One of my ‘5 New Rings’ is to base the Olympic program on sports with universal accessibility. It is extremely lucrative becoming an Olympic sport, so sports should have to prove that they have a program to spread access, and not just to take part but to win. Those sports that cannot spread access, where the medals are always won by the same countries, are dropped.

More like this please

You could introduce new sports for a 12-year cycle with clear targets to meet in terms of access. Try out “Tug Of War;” it is difficult to think of a sport with fewer resources, mixed teams and potentially great fun to watch. Or there’s orienteering, which is running combined with map reading. Extend the running events, the most basic sport of all, to include a half-marathon, trail running, road relays.

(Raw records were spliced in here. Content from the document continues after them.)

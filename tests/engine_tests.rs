use dashboard_core::engine::{classify, compute_displacement, compute_ratio, EngineClass, EngineSpec};
use dashboard_core::CoreError;
use proptest::prelude::*;

#[test]
fn test_reference_engine_end_to_end() {
    let spec = EngineSpec::new(80.0, 70.0, 4).unwrap();
    let result = spec.evaluate().unwrap();

    assert_eq!(result.displacement_cc, 1407.43);
    assert_eq!(result.ratio, 0.571);
    assert_eq!(result.class, EngineClass::MediumStroke);
    assert_eq!(result.class.label(), "medium-stroke");
}

#[test]
fn test_classification_boundaries() {
    assert_eq!(classify(0.4999).unwrap(), EngineClass::LongStroke);
    assert_eq!(classify(0.5).unwrap(), EngineClass::MediumStroke);
    assert_eq!(classify(0.7999).unwrap(), EngineClass::MediumStroke);
    assert_eq!(classify(0.8).unwrap(), EngineClass::ShortStroke);
}

#[test]
fn test_invalid_parameters_are_typed() {
    let err = compute_ratio(80.0, 0.0).unwrap_err();
    assert!(matches!(err, CoreError::InvalidParameter { name: "stroke", .. }));

    let err = EngineSpec::new(-80.0, 70.0, 4).unwrap_err();
    assert!(matches!(err, CoreError::InvalidParameter { name: "bore", .. }));
}

#[test]
fn test_oversquare_and_long_stroke_engines() {
    // 100 mm bore over 60 mm stroke: 50/60 = 0.833
    let short = EngineSpec::new(100.0, 60.0, 2).unwrap().evaluate().unwrap();
    assert_eq!(short.class, EngineClass::ShortStroke);

    // 70 mm bore over 90 mm stroke: 35/90 = 0.389
    let long = EngineSpec::new(70.0, 90.0, 1).unwrap().evaluate().unwrap();
    assert_eq!(long.class, EngineClass::LongStroke);
}

proptest! {
    #[test]
    fn prop_displacement_scales_with_cylinders(
        bore in 1.0f64..200.0,
        stroke in 1.0f64..200.0,
        cylinders in 1u32..=16,
    ) {
        let single = compute_displacement(bore, stroke, 1).unwrap();
        let total = compute_displacement(bore, stroke, cylinders).unwrap();
        // Both sides are rounded to 0.01 independently.
        let tolerance = 0.005 * f64::from(cylinders) + 0.005 + 1e-9;
        prop_assert!((total - single * f64::from(cylinders)).abs() <= tolerance);
    }

    #[test]
    fn prop_displacement_monotonic(
        bore in 20.0f64..200.0,
        stroke in 20.0f64..200.0,
        cylinders in 1u32..16,
        step in 1.0f64..20.0,
    ) {
        let base = compute_displacement(bore, stroke, cylinders).unwrap();
        prop_assert!(compute_displacement(bore + step, stroke, cylinders).unwrap() > base);
        prop_assert!(compute_displacement(bore, stroke + step, cylinders).unwrap() > base);
        prop_assert!(compute_displacement(bore, stroke, cylinders + 1).unwrap() > base);
    }

    #[test]
    fn prop_classify_is_total_over_finite_ratios(ratio in 0.0f64..10.0) {
        prop_assert!(classify(ratio).is_ok());
    }
}
//! Dashboard Core
//!
//! Computation behind the engine calculator and the monthly metrics
//! dashboards:
//! - Engine parameters (displacement, bore/stroke ratio, classification)
//! - Metrics table pipeline (ingest, validate, order, derive, query)
//! - Credential gate over an external store
//!
//! Rendering, widgets and storage live with the caller.

pub mod auth;
pub mod config;
pub mod engine;
pub mod error;
pub mod metrics;
pub mod utils;

// Re-exports for convenience
pub use engine::{EngineClass, EngineResult, EngineSpec};
pub use error::{CoreError, Result};
pub use metrics::{ingest, Ingestion, MetricsTable};
//! CSV rendering of the sample template and of enriched tables.

use super::sample::SAMPLE_ROWS;
use super::schema::{ColumnMapping, Measure};
use super::table::MetricsTable;
use crate::error::{CoreError, Result};

const DERIVED_HEADERS: [&str; 4] = [
    "FollowerGrowthPct",
    "ReachGrowthPct",
    "EngagedGrowthPct",
    "EngagementRatePct",
];

fn finish(writer: csv::Writer<Vec<u8>>) -> Result<Vec<u8>> {
    writer.into_inner().map_err(|e| CoreError::Export(e.to_string()))
}

fn export_err(e: csv::Error) -> CoreError {
    CoreError::Export(e.to_string())
}

fn cell(value: Option<f64>) -> String {
    value.map(|v| v.to_string()).unwrap_or_default()
}

/// The sample table with canonical headers. Identical bytes on every call.
pub fn sample_csv() -> Result<Vec<u8>> {
    sample_csv_with(&ColumnMapping::default())
}

/// The sample table under the caller's header names.
pub fn sample_csv_with(mapping: &ColumnMapping) -> Result<Vec<u8>> {
    let mut writer = csv::Writer::from_writer(Vec::new());
    writer.write_record(mapping.headers()).map_err(export_err)?;
    for (month, values) in SAMPLE_ROWS.iter() {
        let mut record = vec![month.to_string()];
        record.extend(values.iter().map(|v| v.to_string()));
        writer.write_record(&record).map_err(export_err)?;
    }
    finish(writer)
}

/// Enriched table as CSV: the seven input columns followed by the four
/// derived indicators. Undefined values are written as empty cells.
pub fn table_csv(table: &MetricsTable, mapping: &ColumnMapping) -> Result<Vec<u8>> {
    let mut writer = csv::Writer::from_writer(Vec::new());

    let mut header: Vec<&str> = mapping.headers();
    header.extend(DERIVED_HEADERS);
    writer.write_record(&header).map_err(export_err)?;

    for record in table {
        let mut fields = vec![record.row.month.clone()];
        fields.extend(Measure::ALL.iter().map(|m| cell(record.row.get(*m))));
        let d = &record.derived;
        fields.extend([
            cell(d.follower_growth_pct),
            cell(d.reach_growth_pct),
            cell(d.engaged_growth_pct),
            cell(d.engagement_rate_pct),
        ]);
        writer.write_record(&fields).map_err(export_err)?;
    }
    finish(writer)
}
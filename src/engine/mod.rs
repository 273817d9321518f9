//! Engine Parameter Engine
//!
//! Pure arithmetic over piston geometry: displacement, radius/stroke ratio
//! and the resulting geometry class. No I/O, no state.

mod geometry;

pub use geometry::{
    classify, compute_displacement, compute_ratio, EngineClass, MEDIUM_STROKE_MIN, OVERSQUARE_MIN,
};

use serde::{Deserialize, Serialize};

use crate::error::{CoreError, Result};

/// Input tuple for one calculation. Dimensions in millimetres.
#[derive(Debug, Clone, Copy, PartialEq, Serialize, Deserialize)]
pub struct EngineSpec {
    pub bore: f64,
    pub stroke: f64,
    pub cylinders: u32,
}

/// Derived values for an [`EngineSpec`].
#[derive(Debug, Clone, Copy, PartialEq, Serialize, Deserialize)]
pub struct EngineResult {
    /// Total displacement in cc, 2 decimals
    pub displacement_cc: f64,
    /// Half-bore over stroke, 3 decimals
    pub ratio: f64,
    pub class: EngineClass,
}

impl EngineSpec {
    /// Build the input tuple, rejecting non-positive dimensions up front.
    pub fn new(bore: f64, stroke: f64, cylinders: u32) -> Result<Self> {
        if !(bore.is_finite() && bore > 0.0) {
            return Err(CoreError::invalid("bore", bore));
        }
        if !(stroke.is_finite() && stroke > 0.0) {
            return Err(CoreError::invalid("stroke", stroke));
        }
        if cylinders == 0 {
            return Err(CoreError::invalid("cylinders", 0.0));
        }
        Ok(Self { bore, stroke, cylinders })
    }

    /// Run displacement, ratio and classification in sequence.
    pub fn evaluate(&self) -> Result<EngineResult> {
        let displacement_cc = compute_displacement(self.bore, self.stroke, self.cylinders)?;
        let ratio = compute_ratio(self.bore, self.stroke)?;
        let class = classify(ratio)?;
        Ok(EngineResult { displacement_cc, ratio, class })
    }
}

#[cfg(test)]
mod tests {
    use super::*;

    #[test]
    fn test_evaluate_reference_engine() {
        let result = EngineSpec::new(80.0, 70.0, 4).unwrap().evaluate().unwrap();
        assert_eq!(result.displacement_cc, 1407.43);
        assert_eq!(result.ratio, 0.571);
        assert_eq!(result.class, EngineClass::MediumStroke);
    }

    #[test]
    fn test_new_rejects_zero_cylinders() {
        assert!(EngineSpec::new(80.0, 70.0, 0).is_err());
    }
}
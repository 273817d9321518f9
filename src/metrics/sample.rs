//! Built-in three-month sample, used both as the ingestion fallback and as
//! the downloadable template.

use super::row::MetricsRow;
use super::table::MetricsTable;
use crate::error::Result;

/// Month, EngagedAccounts, Followers, Reach, Interactions, Likes, Comments
pub const SAMPLE_ROWS: [(&str, [u32; 6]); 3] = [
    ("December", [59, 476, 1322, 125, 95, 30]),
    ("January", [171, 558, 8778, 345, 256, 89]),
    ("February", [286, 728, 10096, 587, 432, 155]),
];

pub fn sample_rows() -> Vec<MetricsRow> {
    SAMPLE_ROWS
        .iter()
        .map(|(month, values)| MetricsRow::observed(*month, values.map(f64::from)))
        .collect()
}

/// The sample as a fully derived table.
pub fn sample_table(reference_year: i32) -> Result<MetricsTable> {
    MetricsTable::build(sample_rows(), reference_year)
}
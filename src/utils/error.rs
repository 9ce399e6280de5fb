use thiserror::Error;

#[derive(Error, Debug)]
pub enum DoorbellError {
    #[error("IO error: {0}")]
    IoError(#[from] std::io::Error),

    #[error("Serialization error: {0}")]
    SerializationError(#[from] serde_json::Error),

    #[error("Configuration error: {message}")]
    ConfigError { message: String },

    #[error("Missing configuration field: {field}")]
    MissingConfigError { field: String },

    #[error("Invalid value '{value}' for {field}: {reason}")]
    InvalidConfigValueError {
        field: String,
        value: String,
        reason: String,
    },

    #[error("Failed to spawn '{program}': {source}")]
    SpawnError {
        program: String,
        #[source]
        source: std::io::Error,
    },

    #[error("Streaming error: {message}")]
    StreamError { message: String },

    #[error("Audio error: {message}")]
    AudioError { message: String },
}

impl DoorbellError {
    /// 給操作人員的處理建議
    pub fn recovery_suggestion(&self) -> &'static str {
        match self {
            DoorbellError::IoError(_) => "Check file permissions and that the path exists",
            DoorbellError::SerializationError(_) => "Report this as a bug with the debug log attached",
            DoorbellError::ConfigError { .. }
            | DoorbellError::MissingConfigError { .. }
            | DoorbellError::InvalidConfigValueError { .. } => {
                "Fix the configuration file and restart the service"
            }
            DoorbellError::SpawnError { .. } => {
                "Make sure GStreamer (gst-launch-1.0) and alsa-utils are installed and on PATH"
            }
            DoorbellError::StreamError { .. } => {
                "Check that MediaMTX is running: systemctl status mediamtx"
            }
            DoorbellError::AudioError { .. } => "Check the audio device with: arecord -l",
        }
    }

    /// 程序退出碼：設定錯誤 2，執行期錯誤 1
    pub fn exit_code(&self) -> i32 {
        match self {
            DoorbellError::ConfigError { .. }
            | DoorbellError::MissingConfigError { .. }
            | DoorbellError::InvalidConfigValueError { .. } => 2,
            _ => 1,
        }
    }
}

pub type Result<T> = std::result::Result<T, DoorbellError>;
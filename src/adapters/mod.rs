// Adapters layer: concrete implementations of the domain ports (process runner, systemd, host).

pub mod host;
pub mod process;
pub mod systemd;

pub use host::SystemHostResolver;
pub use process::SystemCommandRunner;
pub use systemd::{Journalctl, Systemctl};
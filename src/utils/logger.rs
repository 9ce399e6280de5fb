use tracing_subscriber::{layer::SubscriberExt, util::SubscriberInitExt, EnvFilter};

fn default_filter(verbose: bool) -> EnvFilter {
    if verbose {
        EnvFilter::try_from_default_env()
            .unwrap_or_else(|_| EnvFilter::new("smart_doorbell=debug,info"))
    } else {
        EnvFilter::try_from_default_env().unwrap_or_else(|_| EnvFilter::new("smart_doorbell=info"))
    }
}

pub fn init_cli_logger(verbose: bool) {
    tracing_subscriber::registry()
        .with(default_filter(verbose))
        .with(
            tracing_subscriber::fmt::layer()
                .with_target(false)
                .with_thread_ids(false)
                .with_file(false)
                .with_line_number(false)
                .with_writer(std::io::stderr)
                .compact(),
        )
        .init();
}

pub fn init_service_logger(verbose: bool) {
    tracing_subscriber::registry()
        .with(default_filter(verbose))
        .with(
            tracing_subscriber::fmt::layer()
                .with_target(true)
                .with_thread_ids(false)
                .with_file(false)
                .with_line_number(false)
                .json(), // journald 收集時用 JSON 較好查
        )
        .init();
}
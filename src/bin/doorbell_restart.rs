//! Restarts the doorbell service, waits for it to settle and prints its
//! status. Takes no arguments.

use smart_doorbell::adapters::{SystemCommandRunner, Systemctl};
use smart_doorbell::utils::logger;
use smart_doorbell::{DoorbellConfig, RestartTrigger};

#[tokio::main]
async fn main() {
    logger::init_cli_logger(false);

    let config = DoorbellConfig::load_for_ops().unwrap_or_else(|e| {
        tracing::warn!("Ignoring configuration ({}), using defaults", e);
        DoorbellConfig::default()
    });

    let trigger = RestartTrigger::new(
        Systemctl::new(SystemCommandRunner, config.ops.use_sudo),
        &config,
    );

    let exit_code = trigger
        .run(&mut std::io::stdout(), &mut std::io::stderr())
        .await;

    std::process::exit(exit_code);
}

And why not darts? This is a poor person’s archery with none of the expensive kit or facilities. In such a way the Olympic program would be transformed, and if the sports prove popular, that’s for the better.

As an obsessive sports fan, I have some consistent defenses for when people ask me why I care so much about athletes I have never heard of playing sports I don’t usually pay attention to. Why do you love the Olympics so much?

I measure my life out in Olympics and still have the sticker album from the first I properly followed, Munich ‘72, to prove it. For all the Games’ faults, it’s a global festival of sport, many of which I will hardly follow between Games, but all brought together for a feat for a fortnight and a bit. Games that make heroes, and heroines, ours and others. Races on the track, in the pool, around the velodrome you never forget, connected to stories off the track, outside the pool. It’s because I love sport that I wrote the book.

Of course sport can be bad, but I reject the nihilism of those who cannot understand that it is a space for contestation too. Global corporate power has taken over sport but that doesn’t mean it cannot be challenged. I’m neither anti-sport nor against the Olympics, I’m for a better Games for all. The failure of politicians to offer any kind of alternative to what London 2012 has become means that when the promises are broken sport will suffer.